(DATASET ENTRIES)

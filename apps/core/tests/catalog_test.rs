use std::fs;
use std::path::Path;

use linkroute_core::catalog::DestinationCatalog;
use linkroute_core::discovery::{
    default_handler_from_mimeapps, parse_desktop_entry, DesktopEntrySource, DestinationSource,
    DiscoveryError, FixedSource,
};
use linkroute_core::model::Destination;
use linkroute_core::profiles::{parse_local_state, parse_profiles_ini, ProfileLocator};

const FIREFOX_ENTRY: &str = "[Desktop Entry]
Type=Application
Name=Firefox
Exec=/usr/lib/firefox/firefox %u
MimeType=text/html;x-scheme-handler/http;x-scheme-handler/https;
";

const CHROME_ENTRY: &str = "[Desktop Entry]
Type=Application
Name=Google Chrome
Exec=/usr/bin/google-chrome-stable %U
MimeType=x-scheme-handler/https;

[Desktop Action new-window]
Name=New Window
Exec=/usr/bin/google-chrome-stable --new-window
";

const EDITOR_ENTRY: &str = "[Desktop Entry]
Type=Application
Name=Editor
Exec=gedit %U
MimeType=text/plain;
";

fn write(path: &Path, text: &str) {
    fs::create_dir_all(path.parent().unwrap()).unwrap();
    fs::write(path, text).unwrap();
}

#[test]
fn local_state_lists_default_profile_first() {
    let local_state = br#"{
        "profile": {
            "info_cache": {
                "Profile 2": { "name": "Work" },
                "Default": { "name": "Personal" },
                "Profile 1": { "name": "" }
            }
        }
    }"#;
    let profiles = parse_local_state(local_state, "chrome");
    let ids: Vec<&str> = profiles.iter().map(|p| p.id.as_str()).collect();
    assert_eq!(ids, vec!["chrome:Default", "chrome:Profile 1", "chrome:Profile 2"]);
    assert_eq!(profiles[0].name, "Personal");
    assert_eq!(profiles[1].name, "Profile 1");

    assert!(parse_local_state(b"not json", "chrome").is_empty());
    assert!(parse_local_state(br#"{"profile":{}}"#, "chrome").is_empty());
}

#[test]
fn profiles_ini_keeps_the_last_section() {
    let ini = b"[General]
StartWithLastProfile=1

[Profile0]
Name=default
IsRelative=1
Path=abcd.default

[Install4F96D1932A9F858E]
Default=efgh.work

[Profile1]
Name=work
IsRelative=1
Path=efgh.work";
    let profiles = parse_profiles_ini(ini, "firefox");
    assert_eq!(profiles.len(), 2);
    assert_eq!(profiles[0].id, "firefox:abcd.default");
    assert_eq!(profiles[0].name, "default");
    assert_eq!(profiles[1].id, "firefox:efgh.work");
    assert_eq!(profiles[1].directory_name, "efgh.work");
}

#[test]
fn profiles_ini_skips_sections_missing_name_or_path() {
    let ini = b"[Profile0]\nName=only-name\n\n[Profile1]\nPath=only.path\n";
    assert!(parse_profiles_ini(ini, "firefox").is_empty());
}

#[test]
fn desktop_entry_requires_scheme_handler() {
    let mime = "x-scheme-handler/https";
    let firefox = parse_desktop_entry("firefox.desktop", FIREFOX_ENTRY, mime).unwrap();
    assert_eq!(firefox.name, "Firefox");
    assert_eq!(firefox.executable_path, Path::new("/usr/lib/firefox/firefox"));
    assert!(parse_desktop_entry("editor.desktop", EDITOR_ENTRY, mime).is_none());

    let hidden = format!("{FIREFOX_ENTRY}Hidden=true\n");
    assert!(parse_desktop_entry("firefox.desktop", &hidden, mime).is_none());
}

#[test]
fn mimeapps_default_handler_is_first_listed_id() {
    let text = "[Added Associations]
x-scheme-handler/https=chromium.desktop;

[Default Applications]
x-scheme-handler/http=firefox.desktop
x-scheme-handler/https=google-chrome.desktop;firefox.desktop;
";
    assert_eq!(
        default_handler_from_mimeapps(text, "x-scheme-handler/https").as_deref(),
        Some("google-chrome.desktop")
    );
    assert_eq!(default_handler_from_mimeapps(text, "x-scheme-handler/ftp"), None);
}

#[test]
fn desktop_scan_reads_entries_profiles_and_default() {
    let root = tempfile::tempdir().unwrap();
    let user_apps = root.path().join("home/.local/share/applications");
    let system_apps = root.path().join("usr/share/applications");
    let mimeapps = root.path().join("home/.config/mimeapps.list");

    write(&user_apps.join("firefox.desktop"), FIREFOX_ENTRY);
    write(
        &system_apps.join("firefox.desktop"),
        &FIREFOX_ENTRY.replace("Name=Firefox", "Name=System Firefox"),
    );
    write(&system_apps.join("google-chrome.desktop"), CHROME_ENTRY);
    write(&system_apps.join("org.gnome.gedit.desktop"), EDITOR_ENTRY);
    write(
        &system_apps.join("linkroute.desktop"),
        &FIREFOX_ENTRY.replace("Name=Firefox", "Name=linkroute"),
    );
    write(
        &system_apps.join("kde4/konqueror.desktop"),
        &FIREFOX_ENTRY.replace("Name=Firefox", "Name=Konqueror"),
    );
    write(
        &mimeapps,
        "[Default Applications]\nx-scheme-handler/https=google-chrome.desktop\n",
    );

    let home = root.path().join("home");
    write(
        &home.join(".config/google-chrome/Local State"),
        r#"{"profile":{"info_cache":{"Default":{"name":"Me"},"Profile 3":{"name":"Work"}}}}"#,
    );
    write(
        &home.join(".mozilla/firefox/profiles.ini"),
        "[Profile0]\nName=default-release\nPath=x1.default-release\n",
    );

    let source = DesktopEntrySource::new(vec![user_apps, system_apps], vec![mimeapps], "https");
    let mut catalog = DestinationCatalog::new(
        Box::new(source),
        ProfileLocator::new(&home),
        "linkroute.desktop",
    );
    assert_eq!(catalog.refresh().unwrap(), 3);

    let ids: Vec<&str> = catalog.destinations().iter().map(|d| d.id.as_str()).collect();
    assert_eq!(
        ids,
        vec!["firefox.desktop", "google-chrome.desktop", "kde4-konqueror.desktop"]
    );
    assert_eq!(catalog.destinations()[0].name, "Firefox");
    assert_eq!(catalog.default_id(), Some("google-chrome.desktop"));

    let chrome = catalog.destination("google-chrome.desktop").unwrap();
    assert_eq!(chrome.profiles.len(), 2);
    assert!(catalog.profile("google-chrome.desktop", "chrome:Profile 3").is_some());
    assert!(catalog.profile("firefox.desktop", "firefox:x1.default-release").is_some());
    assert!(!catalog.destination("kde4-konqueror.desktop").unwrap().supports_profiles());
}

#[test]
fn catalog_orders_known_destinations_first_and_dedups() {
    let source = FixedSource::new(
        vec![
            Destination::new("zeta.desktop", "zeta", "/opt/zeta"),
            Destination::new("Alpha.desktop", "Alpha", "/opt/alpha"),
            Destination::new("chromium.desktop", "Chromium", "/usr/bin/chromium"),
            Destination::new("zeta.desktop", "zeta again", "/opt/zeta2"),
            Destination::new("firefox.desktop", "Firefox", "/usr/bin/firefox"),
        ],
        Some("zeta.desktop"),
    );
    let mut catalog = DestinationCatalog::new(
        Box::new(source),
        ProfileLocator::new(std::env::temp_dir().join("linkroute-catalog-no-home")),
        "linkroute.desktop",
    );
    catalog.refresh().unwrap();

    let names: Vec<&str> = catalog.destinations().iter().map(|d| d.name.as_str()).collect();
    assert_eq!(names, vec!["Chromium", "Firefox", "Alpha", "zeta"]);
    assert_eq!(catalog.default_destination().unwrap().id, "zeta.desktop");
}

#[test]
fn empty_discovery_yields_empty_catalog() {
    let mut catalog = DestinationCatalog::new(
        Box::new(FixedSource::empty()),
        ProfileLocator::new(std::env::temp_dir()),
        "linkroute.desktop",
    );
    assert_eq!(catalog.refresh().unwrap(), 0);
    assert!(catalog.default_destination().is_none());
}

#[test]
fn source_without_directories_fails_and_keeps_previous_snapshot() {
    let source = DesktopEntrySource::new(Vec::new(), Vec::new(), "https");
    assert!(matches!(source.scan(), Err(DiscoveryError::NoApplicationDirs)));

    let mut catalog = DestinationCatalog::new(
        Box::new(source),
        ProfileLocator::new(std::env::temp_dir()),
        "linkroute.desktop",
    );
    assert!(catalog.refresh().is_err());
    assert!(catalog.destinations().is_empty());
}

(End DATASET ENTRIES)

## WHAT YOU SHOULD DO
Search the entries for the word "stable", then gather every line that has it.

## EXERCISE ANSWER
Exec=/usr/bin/google-chrome-stable %U
Exec=/usr/bin/google-chrome-stable --new-window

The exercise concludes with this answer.